Hockey : nos ligues de garage
CARLETON ET GASPÉ, novembre 2018 – Des milliers de Gaspésiens et un nombre croissant de Gaspésiennes jouent au hockey toutes les semaines, souvent de la fin de l’été au début du printemps, si la glace tient. Ils jouent dans des « ligues de garage », l’expression désignant les groupes de joueurs qui pratiquent le sport pour le plaisir de la rencontre, pour la nécessité de bouger, parfois pour l’esprit de compétition et presque invariablement pour la bière d’après-match. GRAFFICI vous offre une incursion dans le joyeux monde du hockey, tout ce qu’il y a de plus amateur.
Il y a des ligues plus sérieuses, avec des équipes fixes, une assiduité quasi religieuse, des séries éliminatoires, un calibre plus élevé que la moyenne et la participation de joueurs qui ont parfois l’ambition de garder la main pour un éventuel recrutement par une équipe senior.
À l’autre bout du spectre, il y a les groupes moins sérieux, mais néanmoins bien organisés, où les équipes sont divisées le matin du match, en fonction des joueurs en présence, parfois puisés dans un bassin de substituts. Si une équipe domine outrageusement, un échange peut survenir en plein match. Les gardiens changent de camp à la mi-temps, à des fins d’équité.
Jean-François Plourde aurait pu gagner sa vie en jouant au hockey professionnel, et peut-être dans la Ligue nationale de hockey. Une fracture à une vertèbre cervicale alors qu’il évoluait pour les Falcons de Fresno, la filiale des Sharks de San Jose dans la East Coast Hockey League aux États-Unis, a mis fin à ce rêve. Diplômé en éducation, il gagne néanmoins son pain en grande partie grâce au hockey, en l’enseignant, en Gaspésie surtout, en vertu du programme hockey-études et au moyen des écoles estivales.
Comme si ce n’était pas assez, il joue quand il peut dans quelques ligues de garage, souvent comme substitut. Il est très en demande; « tout le monde joue mieux quand il est là parce que sa seule présence structure le jeu », remarque David Comeau, de Carleton, qui joue le vendredi en milieu d’après-midi.
Pour faire une bonne ligue de garage…
« C’est le groupe qui fait la ligue, et l’organisation, la qualité de l’organisation. Je donne des contre-exemples. Si tu as seulement 12-14 joueurs disponibles et un gardien alors qu’il en faut deux, et qu’une des deux équipes tente de marquer contre la planche [un panneau avec quatre trous plutôt qu’un gardien], c’est moins intéressant. À six ou sept joueurs par équipe, tout le monde a la langue à terre », aborde Jean-François Plourde.

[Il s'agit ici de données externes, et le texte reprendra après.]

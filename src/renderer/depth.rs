use winit::dpi::PhysicalSize;

/// Main depth buffer, recreated on resize.
pub struct Depth {
    pub view: wgpu::TextureView,
    pub format: wgpu::TextureFormat,
}

impl Depth {
    pub const FORMAT: wgpu::TextureFormat = wgpu::TextureFormat::Depth32Float;

    pub fn new(device: &wgpu::Device, size: PhysicalSize<u32>) -> Self {
        let tex = device.create_texture(&wgpu::TextureDescriptor {
            label: Some("Depth"),
            size: wgpu::Extent3d {
                width: size.width.max(1),
                height: size.height.max(1),
                depth_or_array_layers: 1,
            },
            mip_level_count: 1,
            sample_count: 1,
            dimension: wgpu::TextureDimension::D2,
            format: Self::FORMAT,
            usage: wgpu::TextureUsages::RENDER_ATTACHMENT,
            view_formats: &[],
        });
        let view = tex.create_view(&wgpu::TextureViewDescriptor::default());
        Self {
            view,
            format: Self::FORMAT,
        }
    }
}
pub mod atlas_debug;
mod color_pass;
pub mod depth;
mod internal;
pub mod light_batch;
pub mod material;
pub mod primitives;
pub mod render_call;
#[allow(clippy::module_inception)]
mod renderer;
pub mod shadow_atlas;
mod shadow_pass;
pub mod texture;
pub mod uniforms;
pub mod vertex;

pub use atlas_debug::{page_layout, PageLayout, ATLAS_DEBUG_TILE_SIZE};
pub use depth::Depth;
pub use light_batch::{plan_light_batches, LightRaw, LightsBlock, MAX_LIGHTS_PER_BATCH};
pub use material::{AlphaMode, Material};
pub use render_call::{build_render_calls, compare_render_calls, sort_render_calls, RenderCall};
pub use renderer::{Renderer, RendererStats};
pub use shadow_atlas::{
    assign_shadow_slots, atlas_width, caster_signature, ShadowAtlas, SHADOW_TILE_SIZE,
};
pub use texture::Texture;
pub use uniforms::{ObjectUniform, SceneUniform};
pub use vertex::Vertex;
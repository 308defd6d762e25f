use glam::Vec3;

use crate::asset::{Assets, Handle, Mesh};
use crate::renderer::{Material, ShadowAtlas};
use crate::scene::components::{
    Children, MaterialComponent, MeshComponent, Name, Parent, RenderableKind, TransformComponent,
    Visible, WorldTransform,
};
use crate::scene::internal::transforms::{propagate_transforms, update_world_bounds};
use crate::scene::light::Light;
use crate::scene::transform::Transform;

/// Everything the renderer consumes: renderable entities in a hecs world, an
/// explicitly ordered light list (batching and shadow-slot assignment walk it
/// in scene order), the ambient term, and the shadow atlas whose lifetime the
/// scene owns.
pub struct Scene {
    pub world: hecs::World,
    pub lights: Vec<Light>,
    pub ambient_light: Vec3,
    pub shadow_atlas: Option<ShadowAtlas>,
}

impl Scene {
    pub fn new() -> Self {
        Self {
            world: hecs::World::new(),
            lights: Vec::new(),
            ambient_light: Vec3::splat(0.1),
            shadow_atlas: None,
        }
    }

    /// Spawn a renderable. Mesh and material may be absent (assets still
    /// loading, placeholder slots); such entities simply produce no render
    /// call until both are present.
    pub fn spawn_renderable(
        &mut self,
        kind: RenderableKind,
        name: &str,
        transform: Transform,
        mesh: Option<Handle<Mesh>>,
        material: Option<Handle<Material>>,
    ) -> hecs::Entity {
        let entity = self.world.spawn((
            kind,
            Name::new(name),
            TransformComponent(transform),
            WorldTransform(transform),
            Visible::default(),
        ));
        if let Some(mesh) = mesh {
            self.world.insert_one(entity, MeshComponent(mesh)).ok();
        }
        if let Some(material) = material {
            self.world
                .insert_one(entity, MaterialComponent(material))
                .ok();
        }
        entity
    }

    /// Attach `child` under `parent`; its transform becomes parent-relative.
    pub fn set_parent(&mut self, child: hecs::Entity, parent: hecs::Entity) {
        self.world.insert_one(child, Parent(parent)).ok();
        let mut appended = false;
        if let Ok(mut children) = self.world.get::<&mut Children>(parent) {
            children.0.push(child);
            appended = true;
        }
        if !appended {
            self.world.insert_one(parent, Children(vec![child])).ok();
        }
    }

    /// Append a light; scene order is the order of this list.
    pub fn add_light(&mut self, light: Light) -> usize {
        self.lights.push(light);
        self.lights.len() - 1
    }

    pub fn set_visible(&mut self, entity: hecs::Entity, visible: bool) {
        if let Ok(mut flag) = self.world.get::<&mut Visible>(entity) {
            flag.0 = visible;
        }
    }

    /// Per-frame upkeep: propagate hierarchy transforms, then refresh cached
    /// world bounds from each mesh's local bounds.
    pub fn update(&mut self, assets: &Assets) {
        propagate_transforms(&mut self.world);
        update_world_bounds(&mut self.world, assets);
    }
}

impl Default for Scene {
    fn default() -> Self {
        Self::new()
    }
}

#[cfg(test)]
mod tests {
    use super::*;
    use crate::scene::light::LightKind;

    #[test]
    fn spawned_renderable_is_visible_by_default() {
        let mut scene = Scene::new();
        let entity = scene.spawn_renderable(
            RenderableKind::WorldObject,
            "crate",
            Transform::IDENTITY,
            None,
            None,
        );
        let visible = scene.world.get::<&Visible>(entity).unwrap();
        assert!(visible.0);
    }

    #[test]
    fn set_parent_registers_children_both_ways() {
        let mut scene = Scene::new();
        let parent = scene.spawn_renderable(
            RenderableKind::WorldObject,
            "lamp post",
            Transform::IDENTITY,
            None,
            None,
        );
        let child_a = scene.spawn_renderable(
            RenderableKind::WorldObject,
            "lamp head",
            Transform::IDENTITY,
            None,
            None,
        );
        let child_b = scene.spawn_renderable(
            RenderableKind::WorldObject,
            "lamp glass",
            Transform::IDENTITY,
            None,
            None,
        );
        scene.set_parent(child_a, parent);
        scene.set_parent(child_b, parent);

        assert_eq!(scene.world.get::<&Parent>(child_a).unwrap().0, parent);
        let children = scene.world.get::<&Children>(parent).unwrap();
        assert_eq!(children.0, vec![child_a, child_b]);
    }

    #[test]
    fn lights_keep_insertion_order() {
        let mut scene = Scene::new();
        for i in 0..4 {
            let light = Light::new(LightKind::Point, Transform::IDENTITY)
                .with_intensity(i as f32);
            scene.add_light(light);
        }
        let intensities: Vec<f32> = scene.lights.iter().map(|l| l.intensity).collect();
        assert_eq!(intensities, vec![0.0, 1.0, 2.0, 3.0]);
    }
}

« L’heure est un autre facteur. Jouer à 10 heures ou à 11 heures le soir, quand tu travailles le lendemain, c’est ordinaire. Le vendredi à 3 heures [15 h], c’est merveilleux », dit-il.
« Ça prend un arbitre, pas pour les punitions, mais pour mettre la rondelle en jeu, après les dégagements, et aussi pour la discipline. Tout le monde surveille mieux ses entrées de zone quand un arbitre peut siffler un hors-jeu », analyse Jean-François Plourde.
Le prix du temps de glace est aussi un avantage, surtout pour les hockeyeurs des régions, comparativement à ceux des grands centres. « Ça coûte 200 à 250 $ par saison, pour vingt-quelques parties. Les heures sont aussi plus raisonnables qu’en ville », souligne-t-il.
« Je rentre dans le précis, mais c’est l’fun quand il y a parité chez les gardiens, et la même chose chez les défenseurs. S’ils ne sont pas capables de relancer l’attaque avec une passe… Encore dans le précis, si tu es capable de monter la rondelle, essaie de la passer », note-t-il.
L’attitude du groupe aide à avoir du hockey de garage satisfaisant, ajoute M. Plourde. « La gang, c’est important. C’est un facteur de cohésion, peu importe le calibre des joueurs. Pour ceux chez qui c’est important, il peut y avoir des regroupements au niveau des calibres mais il faut que ça reste amusant. C’est là qu’on retrouve les meilleures ligues. »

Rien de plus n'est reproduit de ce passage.